- _The task_
Needed from the data below: all lines that contain the word "SketchError".

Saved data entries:

= Beginning of Section =

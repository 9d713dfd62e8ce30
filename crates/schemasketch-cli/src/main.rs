mod client;
mod wizard;

use anyhow::Result;
use clap::{Parser, Subcommand};
use std::path::PathBuf;
use tracing_subscriber::{layer::SubscriberExt, util::SubscriberInitExt};

use client::ApiClient;

#[derive(Parser)]
#[command(name = "schemasketch", version, about = "Design a database from a business description")]
struct Cli {
    #[command(subcommand)]
    command: Commands,
}

#[derive(Subcommand)]
enum Commands {
    /// Run the multi-step design wizard
    Design {
        /// Base URL of the SchemaSketch API
        #[arg(long, default_value = "http://127.0.0.1:3030")]
        api_url: String,
        /// Directory for the generated schema.sql and diagram.mmd
        #[arg(long, default_value = "designs")]
        out_dir: PathBuf,
    },
    /// Send a message to the SchemaSketch team
    Contact {
        /// Base URL of the SchemaSketch API
        #[arg(long, default_value = "http://127.0.0.1:3030")]
        api_url: String,
    },
}

#[tokio::main]
async fn main() -> Result<()> {
    tracing_subscriber::registry()
        .with(
            tracing_subscriber::EnvFilter::try_from_default_env()
                .unwrap_or_else(|_| "schemasketch_cli=info".into()),
        )
        .with(tracing_subscriber::fmt::layer())
        .init();

    let cli = Cli::parse();

    match cli.command {
        Commands::Design { api_url, out_dir } => {
            let client = ApiClient::new(api_url)?;
            wizard::run_design(&client, &out_dir).await
        }
        Commands::Contact { api_url } => {
            let client = ApiClient::new(api_url)?;
            wizard::run_contact(&client).await
        }
    }
}
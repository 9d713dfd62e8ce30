use crate::{create_router, AppState};
use schemasketch_core::{Result, SketchConfig, SketchError};
use std::net::SocketAddr;
use tokio::signal;
use tracing::info;

pub struct Server {
    state: AppState,
    addr: SocketAddr,
}

impl Server {
    pub fn new(addr: SocketAddr, config: &SketchConfig) -> Result<Self> {
        let state = AppState::new(config)?;
        Ok(Self { state, addr })
    }

    pub async fn run(self) -> Result<()> {
        let router = create_router(self.state);

        info!("Starting SchemaSketch API server on {}", self.addr);

        // Bind with tuned socket options for better keep-alive behavior
        let listener = {
            let socket = if self.addr.is_ipv6() {
                tokio::net::TcpSocket::new_v6()
            } else {
                tokio::net::TcpSocket::new_v4()
            }
            .map_err(SketchError::Io)?;

            // Reuse addr/port to improve rebind under restarts
            let _ = socket.set_reuseaddr(true);
            #[cfg(unix)]
            let _ = socket.set_reuseport(true);

            // Enable OS-level TCP keepalive (interval platform dependent)
            let _ = socket.set_keepalive(true);

            socket.bind(self.addr).map_err(SketchError::Io)?;
            socket.listen(1024)?
        };

        info!("Server listening on http://{}", self.addr);
        info!("API documentation:");
        info!("  GET  /health - Health check");
        info!("  POST /contact - Submit a contact message");
        info!("  GET  /schema/suggestions?business_type=<type> - Suggest entities");
        info!("  POST /schema/generate - Generate SQL + erDiagram for a business profile");

        axum::serve(listener, router)
            .with_graceful_shutdown(shutdown_signal())
            .await
            .map_err(SketchError::Io)?;

        Ok(())
    }
}

async fn shutdown_signal() {
    let ctrl_c = async {
        signal::ctrl_c()
            .await
            .expect("failed to install Ctrl+C handler");
    };

    #[cfg(unix)]
    let terminate = async {
        signal::unix::signal(signal::unix::SignalKind::terminate())
            .expect("failed to install signal handler")
            .recv()
            .await;
    };

    #[cfg(not(unix))]
    let terminate = std::future::pending::<()>();

    tokio::select! {
        _ = ctrl_c => {
            info!("Received Ctrl+C, shutting down gracefully");
        },
        _ = terminate => {
            info!("Received SIGTERM, shutting down gracefully");
        },
    }
}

= End of Section =

- _Written response_
use schemasketch_core::{Result, SketchConfig, SketchError};
            .map_err(SketchError::Io)?;
            socket.bind(self.addr).map_err(SketchError::Io)?;
            .map_err(SketchError::Io)?;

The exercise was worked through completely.